How many lines in the records below contain "Deserialize"? Answer with the number alone.

*** Opening EXCERPTED DATA ***

use glam::Vec3;
use log::debug;
use serde::Deserialize;

use super::buffers::MeshBuffers;
use super::slice::TreeSlice;
use crate::error::ConfigError;
use crate::random::RandomSource;
use crate::skeleton::{NodeId, Skeleton};

/// Minimum cosine for a pass-through node to count as straight.
const COLINEAR_COSINE: f32 = 1.0 - 1e-5;
const RADIUS_EPSILON: f32 = 1e-6;

/// Parameters for mesh synthesis
#[derive(Debug, Clone, Copy, PartialEq, Deserialize)]
#[serde(default)]
pub struct MeshParams {
    /// Vertices around each ring, not counting the seam duplicate
    pub sides: usize,
    /// Texture repeats per unit of branch length
    pub uv_length_scale: f32,
    /// Largest random twist applied to a node's rings (degrees)
    pub ring_jitter_degrees: f32,
    /// Emit no ring at straight pass-through nodes of constant radius
    pub merge_colinear_rings: bool,
}

impl Default for MeshParams {
    fn default() -> Self {
        Self {
            sides: 8,
            uv_length_scale: 1.0,
            ring_jitter_degrees: 0.5,
            merge_colinear_rings: true,
        }
    }
}

impl MeshParams {
    pub fn validate(&self) -> Result<(), ConfigError> {
        if self.sides < 3 {
            return Err(ConfigError::parameter("sides", format!("must be >= 3, got {}", self.sides)));
        }
        if !self.uv_length_scale.is_finite() {
            return Err(ConfigError::parameter("uv_length_scale", "must be finite"));
        }
        if !self.ring_jitter_degrees.is_finite() || self.ring_jitter_degrees < 0.0 {
            return Err(ConfigError::parameter("ring_jitter_degrees", "must be finite and >= 0"));
        }
        Ok(())
    }
}

#[derive(Debug, Clone, Copy, PartialEq, Eq)]
enum Role {
    /// Childless node closed by a single apex vertex
    Tip,
    /// One ring per child
    Rings,
    /// Straight pass-through; the child reuses the incoming ring
    Merged,
}

#[derive(Debug, Clone, Copy, PartialEq)]
struct NodePlan {
    role: Role,
    first_vertex: u32,
    incoming_ring: Option<u32>,
    arc_length: f32,
}

/// Result of the counting pass: buffer sizes plus where each node's
/// vertices start.
#[derive(Debug, Clone, Default, PartialEq)]
pub struct MeshLayout {
    pub vertex_count: usize,
    pub triangle_count: usize,
    order: Vec<NodeId>,
    plans: Vec<Option<NodePlan>>,
}

impl MeshLayout {
    /// Buffer index of the first vertex emitted for `id`. `None` for nodes
    /// whose ring was merged away.
    pub fn vertex_start(&self, id: NodeId) -> Option<u32> {
        self.plans
            .get(id.index())
            .copied()
            .flatten()
            .filter(|plan| plan.role != Role::Merged)
            .map(|plan| plan.first_vertex)
    }
}

/// Sweeps rings along a skeleton and stitches them into a closed surface.
pub struct MeshSynthesizer {
    params: MeshParams,
}

impl MeshSynthesizer {
    pub fn new(params: MeshParams) -> Self {
        Self { params }
    }

    pub fn params(&self) -> &MeshParams {
        &self.params
    }

    /// Count vertices and triangles without emitting geometry.
    pub fn layout(&self, skeleton: &Skeleton) -> MeshLayout {
        let sides = self.params.sides as u32;
        let ring_len = sides + 1;
        let mut plans: Vec<Option<NodePlan>> = vec![None; skeleton.len()];
        let mut order = Vec::with_capacity(skeleton.len());
        let mut vertices = 0u32;
        let mut triangles = 0usize;

        for id in skeleton.breadth_first() {
            let node = skeleton.node(id);
            let parent = skeleton
                .parent(id)
                .and_then(|parent| plans[parent.index()].map(|plan| (parent, plan)));

            let (incoming_ring, arc_length) = match parent {
                Some((parent, plan)) => {
                    let ring = match plan.role {
                        Role::Merged => plan.incoming_ring,
                        _ => Some(plan.first_vertex + skeleton.child_order(id) as u32 * ring_len),
                    };
                    let step = node.position.distance(skeleton.node(parent).position);
                    (ring, plan.arc_length + step)
                }
                None => (None, 0.0),
            };

            let role = if node.children.is_empty() {
                Role::Tip
            } else if self.params.merge_colinear_rings && is_pass_through(skeleton, id) {
                Role::Merged
            } else {
                Role::Rings
            };

            let (emitted, stitched) = match role {
                Role::Tip => (1, sides),
                Role::Rings => (node.children.len() as u32 * ring_len, 2 * sides),
                Role::Merged => (0, 0),
            };
            if incoming_ring.is_some() {
                triangles += stitched as usize;
            }

            plans[id.index()] = Some(NodePlan {
                role,
                first_vertex: vertices,
                incoming_ring,
                arc_length,
            });
            vertices += emitted;
            order.push(id);
        }

        MeshLayout {
            vertex_count: vertices as usize,
            triangle_count: triangles,
            order,
            plans,
        }
    }

    /// Mesh for `skeleton` in fresh buffers.
    pub fn synthesize(&self, skeleton: &Skeleton, rng: &mut dyn RandomSource) -> MeshBuffers {
        let mut buffers = MeshBuffers::new();
        self.synthesize_into(skeleton, rng, &mut buffers);
        buffers
    }

    /// Replace the contents of `out` with the mesh for `skeleton`. Ring
    /// jitter is drawn from `rng` once per ring-emitting node.
    pub fn synthesize_into(
        &self,
        skeleton: &Skeleton,
        rng: &mut dyn RandomSource,
        out: &mut MeshBuffers,
    ) -> MeshLayout {
        let params = &self.params;
        let sides = params.sides as u32;
        let ring_len = sides + 1;

        let layout = self.layout(skeleton);
        out.clear();
        out.reserve(layout.vertex_count, layout.triangle_count);

        for &id in &layout.order {
            let Some(plan) = layout.plans[id.index()] else {
                continue;
            };
            let node = skeleton.node(id);

            match plan.role {
                Role::Merged => {}
                Role::Tip => {
                    let apex = out.add_slice(&TreeSlice::apex(node.position, skeleton.incoming_direction(id)));
                    if let Some(ring) = plan.incoming_ring {
                        out.add_fan(ring, sides, apex);
                    }
                }
                Role::Rings => {
                    let jitter = rng.range(-params.ring_jitter_degrees, params.ring_jitter_degrees);
                    let v = plan.arc_length * params.uv_length_scale;
                    for slot in 0..node.children.len() {
                        out.add_slice(&TreeSlice::ring(
                            node.position,
                            ring_normal(skeleton, id, slot),
                            ring_radius(skeleton, id, slot),
                            params.sides,
                            jitter,
                            v,
                        ));
                    }
                    if let (Some(ring), Some(slot)) = (plan.incoming_ring, skeleton.most_colinear_child(id)) {
                        out.add_band(ring, plan.first_vertex + slot as u32 * ring_len, sides);
                    }
                }
            }
        }

        debug_assert_eq!(out.vertex_count(), layout.vertex_count);
        debug_assert_eq!(out.triangle_count(), layout.triangle_count);
        debug!(
            "synthesized {} vertices, {} triangles from {} nodes",
            layout.vertex_count,
            layout.triangle_count,
            skeleton.len()
        );
        layout
    }
}

/// A non-root node with one child that continues straight on at the same
/// radius as both neighbours.
fn is_pass_through(skeleton: &Skeleton, id: NodeId) -> bool {
    let (Some(parent), [child]) = (skeleton.parent(id), skeleton.children(id)) else {
        return false;
    };
    let radius = skeleton.node(id).radius;
    let straight = skeleton.incoming_direction(id).dot(skeleton.child_direction(id, 0)) >= COLINEAR_COSINE;

    straight
        && (skeleton.node(parent).radius - radius).abs() <= RADIUS_EPSILON
        && (skeleton.node(*child).radius - radius).abs() <= RADIUS_EPSILON
}

/// Plane normal of the ring at `id` leading to its `slot`-th child: the
/// child direction for the root, otherwise bent towards the incoming
/// direction in proportion to how straight the joint is.
fn ring_normal(skeleton: &Skeleton, id: NodeId, slot: usize) -> Vec3 {
    let outgoing = skeleton.child_direction(id, slot);
    if skeleton.parent(id).is_none() {
        return outgoing;
    }
    let incoming = skeleton.incoming_direction(id);
    let cosine = incoming.dot(outgoing).max(0.0);
    (outgoing + incoming * cosine).try_normalize().unwrap_or(outgoing)
}

fn ring_radius(skeleton: &Skeleton, id: NodeId, slot: usize) -> f32 {
    let node = skeleton.node(id);
    if skeleton.parent(id).is_none() {
        return node.radius;
    }
    let child = skeleton.children(id)[slot];
    (node.radius + skeleton.node(child).radius) / 2.0
}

*** Closing EXCERPTED DATA ***

RESPONSE BELOW
2